▶ _Source records_:
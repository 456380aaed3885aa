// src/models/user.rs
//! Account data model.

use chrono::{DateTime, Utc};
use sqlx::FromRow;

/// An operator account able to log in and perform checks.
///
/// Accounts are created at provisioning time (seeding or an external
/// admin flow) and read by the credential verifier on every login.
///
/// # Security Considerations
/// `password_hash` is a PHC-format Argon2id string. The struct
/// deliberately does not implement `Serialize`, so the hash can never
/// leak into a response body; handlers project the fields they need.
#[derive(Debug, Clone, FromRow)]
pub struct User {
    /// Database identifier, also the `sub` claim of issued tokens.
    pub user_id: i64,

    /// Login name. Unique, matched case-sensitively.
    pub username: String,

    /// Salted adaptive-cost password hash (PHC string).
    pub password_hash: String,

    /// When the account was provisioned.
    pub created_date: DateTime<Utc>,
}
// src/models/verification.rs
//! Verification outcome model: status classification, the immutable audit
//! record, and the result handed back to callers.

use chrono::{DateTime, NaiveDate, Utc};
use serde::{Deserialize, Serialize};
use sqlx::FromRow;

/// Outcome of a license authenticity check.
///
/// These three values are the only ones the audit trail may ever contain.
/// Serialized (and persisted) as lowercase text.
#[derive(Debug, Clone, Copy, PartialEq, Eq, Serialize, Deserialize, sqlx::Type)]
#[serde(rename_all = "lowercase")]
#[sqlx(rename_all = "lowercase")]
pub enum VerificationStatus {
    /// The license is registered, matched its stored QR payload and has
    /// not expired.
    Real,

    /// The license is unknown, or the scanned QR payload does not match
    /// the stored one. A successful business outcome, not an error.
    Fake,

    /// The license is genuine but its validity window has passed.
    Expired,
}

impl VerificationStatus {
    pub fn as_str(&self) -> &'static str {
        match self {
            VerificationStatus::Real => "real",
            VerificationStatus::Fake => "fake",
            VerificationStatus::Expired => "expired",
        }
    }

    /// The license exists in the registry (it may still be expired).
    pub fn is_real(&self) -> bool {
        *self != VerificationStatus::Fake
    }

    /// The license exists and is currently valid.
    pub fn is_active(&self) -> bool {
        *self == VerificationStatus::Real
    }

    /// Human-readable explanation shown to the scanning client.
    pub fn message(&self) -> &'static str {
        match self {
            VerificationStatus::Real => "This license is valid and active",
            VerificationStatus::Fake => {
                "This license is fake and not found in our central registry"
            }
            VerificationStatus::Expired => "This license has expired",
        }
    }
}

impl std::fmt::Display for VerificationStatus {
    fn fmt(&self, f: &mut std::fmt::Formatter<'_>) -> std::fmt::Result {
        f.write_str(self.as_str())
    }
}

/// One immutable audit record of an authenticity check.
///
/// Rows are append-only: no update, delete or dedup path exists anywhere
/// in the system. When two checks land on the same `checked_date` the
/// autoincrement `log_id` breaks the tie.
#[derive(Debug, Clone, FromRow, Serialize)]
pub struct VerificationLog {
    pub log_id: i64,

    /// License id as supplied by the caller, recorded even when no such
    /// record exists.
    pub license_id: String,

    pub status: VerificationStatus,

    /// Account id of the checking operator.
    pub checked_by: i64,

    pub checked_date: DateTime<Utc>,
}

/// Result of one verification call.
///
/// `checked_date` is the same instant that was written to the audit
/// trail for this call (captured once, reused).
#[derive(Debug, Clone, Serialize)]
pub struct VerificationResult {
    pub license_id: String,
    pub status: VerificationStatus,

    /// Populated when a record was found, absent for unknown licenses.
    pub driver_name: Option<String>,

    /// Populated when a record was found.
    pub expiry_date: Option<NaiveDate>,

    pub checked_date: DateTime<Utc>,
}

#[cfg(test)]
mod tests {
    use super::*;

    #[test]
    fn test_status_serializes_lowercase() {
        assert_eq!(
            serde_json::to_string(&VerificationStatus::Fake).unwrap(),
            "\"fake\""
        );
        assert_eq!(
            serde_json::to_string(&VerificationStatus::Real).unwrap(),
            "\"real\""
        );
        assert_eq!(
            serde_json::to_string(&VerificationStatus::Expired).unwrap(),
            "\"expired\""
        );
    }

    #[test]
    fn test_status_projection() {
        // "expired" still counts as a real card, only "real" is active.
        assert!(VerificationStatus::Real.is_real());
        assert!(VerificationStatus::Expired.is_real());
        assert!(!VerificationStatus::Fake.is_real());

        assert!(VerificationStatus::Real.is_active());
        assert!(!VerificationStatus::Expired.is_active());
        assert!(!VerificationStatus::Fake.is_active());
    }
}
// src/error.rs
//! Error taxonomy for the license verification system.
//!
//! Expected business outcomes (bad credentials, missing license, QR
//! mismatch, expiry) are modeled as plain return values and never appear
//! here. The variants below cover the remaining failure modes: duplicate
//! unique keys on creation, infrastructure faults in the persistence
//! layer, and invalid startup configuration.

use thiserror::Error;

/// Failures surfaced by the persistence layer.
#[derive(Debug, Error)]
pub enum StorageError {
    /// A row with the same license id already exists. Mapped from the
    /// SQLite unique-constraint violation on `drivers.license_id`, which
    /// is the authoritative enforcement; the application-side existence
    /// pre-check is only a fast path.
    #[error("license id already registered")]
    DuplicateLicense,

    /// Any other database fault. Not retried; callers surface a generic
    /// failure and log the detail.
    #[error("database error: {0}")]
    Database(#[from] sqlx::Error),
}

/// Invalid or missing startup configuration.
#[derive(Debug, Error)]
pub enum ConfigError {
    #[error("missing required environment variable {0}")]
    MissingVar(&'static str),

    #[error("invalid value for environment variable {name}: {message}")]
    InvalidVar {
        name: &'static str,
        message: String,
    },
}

▶ _Work item_: Once you have read the records above, please copy them out exactly.

▶ _Response area_:
repository 456380aaed3885aa
// src/models/user.rs
//! Account data model.

use chrono::{DateTime, Utc};
use sqlx::FromRow;

/// An operator account able to log in and perform checks.
///
/// Accounts are created at provisioning time (seeding or an external
/// admin flow) and read by the credential verifier on every login.
///
/// # Security Considerations
/// `password_hash` is a PHC-format Argon2id string. The struct
/// deliberately does not implement `Serialize`, so the hash can never
/// leak into a response body; handlers project the fields they need.
#[derive(Debug, Clone, FromRow)]
pub struct User {
    /// Database identifier, also the `sub` claim of issued tokens.
    pub user_id: i64,

    /// Login name. Unique, matched case-sensitively.
    pub username: String,

    /// Salted adaptive-cost password hash (PHC string).
    pub password_hash: String,

    /// When the account was provisioned.
    pub created_date: DateTime<Utc>,
}
// src/models/verification.rs
//! Verification outcome model: status classification, the immutable audit
//! record, and the result handed back to callers.

use chrono::{DateTime, NaiveDate, Utc};
use serde::{Deserialize, Serialize};
use sqlx::FromRow;

/// Outcome of a license authenticity check.
///
/// These three values are the only ones the audit trail may ever contain.
/// Serialized (and persisted) as lowercase text.
#[derive(Debug, Clone, Copy, PartialEq, Eq, Serialize, Deserialize, sqlx::Type)]
#[serde(rename_all = "lowercase")]
#[sqlx(rename_all = "lowercase")]
pub enum VerificationStatus {
    /// The license is registered, matched its stored QR payload and has
    /// not expired.
    Real,

    /// The license is unknown, or the scanned QR payload does not match
    /// the stored one. A successful business outcome, not an error.
    Fake,

    /// The license is genuine but its validity window has passed.
    Expired,
}

impl VerificationStatus {
    pub fn as_str(&self) -> &'static str {
        match self {
            VerificationStatus::Real => "real",
            VerificationStatus::Fake => "fake",
            VerificationStatus::Expired => "expired",
        }
    }

    /// The license exists in the registry (it may still be expired).
    pub fn is_real(&self) -> bool {
        *self != VerificationStatus::Fake
    }

    /// The license exists and is currently valid.
    pub fn is_active(&self) -> bool {
        *self == VerificationStatus::Real
    }

    /// Human-readable explanation shown to the scanning client.
    pub fn message(&self) -> &'static str {
        match self {
            VerificationStatus::Real => "This license is valid and active",
            VerificationStatus::Fake => {
                "This license is fake and not found in our central registry"
            }
            VerificationStatus::Expired => "This license has expired",
        }
    }
}

impl std::fmt::Display for VerificationStatus {
    fn fmt(&self, f: &mut std::fmt::Formatter<'_>) -> std::fmt::Result {
        f.write_str(self.as_str())
    }
}

/// One immutable audit record of an authenticity check.
///
/// Rows are append-only: no update, delete or dedup path exists anywhere
/// in the system. When two checks land on the same `checked_date` the
/// autoincrement `log_id` breaks the tie.
#[derive(Debug, Clone, FromRow, Serialize)]
pub struct VerificationLog {
    pub log_id: i64,

    /// License id as supplied by the caller, recorded even when no such
    /// record exists.
    pub license_id: String,

    pub status: VerificationStatus,

    /// Account id of the checking operator.
    pub checked_by: i64,

    pub checked_date: DateTime<Utc>,
}

/// Result of one verification call.
///
/// `checked_date` is the same instant that was written to the audit
/// trail for this call (captured once, reused).
#[derive(Debug, Clone, Serialize)]
pub struct VerificationResult {
    pub license_id: String,
    pub status: VerificationStatus,

    /// Populated when a record was found, absent for unknown licenses.
    pub driver_name: Option<String>,

    /// Populated when a record was found.
    pub expiry_date: Option<NaiveDate>,

    pub checked_date: DateTime<Utc>,
}

#[cfg(test)]
mod tests {
    use super::*;

    #[test]
    fn test_status_serializes_lowercase() {
        assert_eq!(
            serde_json::to_string(&VerificationStatus::Fake).unwrap(),
            "\"fake\""
        );
        assert_eq!(
            serde_json::to_string(&VerificationStatus::Real).unwrap(),
            "\"real\""
        );
        assert_eq!(
            serde_json::to_string(&VerificationStatus::Expired).unwrap(),
            "\"expired\""
        );
    }

    #[test]
    fn test_status_projection() {
        // "expired" still counts as a real card, only "real" is active.
        assert!(VerificationStatus::Real.is_real());
        assert!(VerificationStatus::Expired.is_real());
        assert!(!VerificationStatus::Fake.is_real());

        assert!(VerificationStatus::Real.is_active());
        assert!(!VerificationStatus::Expired.is_active());
        assert!(!VerificationStatus::Fake.is_active());
    }
}
// src/error.rs
//! Error taxonomy for the license verification system.
//!
//! Expected business outcomes (bad credentials, missing license, QR
//! mismatch, expiry) are modeled as plain return values and never appear
//! here. The variants below cover the remaining failure modes: duplicate
//! unique keys on creation, infrastructure faults in the persistence
//! layer, and invalid startup configuration.

use thiserror::Error;

/// Failures surfaced by the persistence layer.
#[derive(Debug, Error)]
pub enum StorageError {
    /// A row with the same license id already exists. Mapped from the
    /// SQLite unique-constraint violation on `drivers.license_id`, which
    /// is the authoritative enforcement; the application-side existence
    /// pre-check is only a fast path.
    #[error("license id already registered")]
    DuplicateLicense,

    /// Any other database fault. Not retried; callers surface a generic
    /// failure and log the detail.
    #[error("database error: {0}")]
    Database(#[from] sqlx::Error),
}

/// Invalid or missing startup configuration.
#[derive(Debug, Error)]
pub enum ConfigError {
    #[error("missing required environment variable {0}")]
    MissingVar(&'static str),

    #[error("invalid value for environment variable {name}: {message}")]
    InvalidVar {
        name: &'static str,
        message: String,
    },
}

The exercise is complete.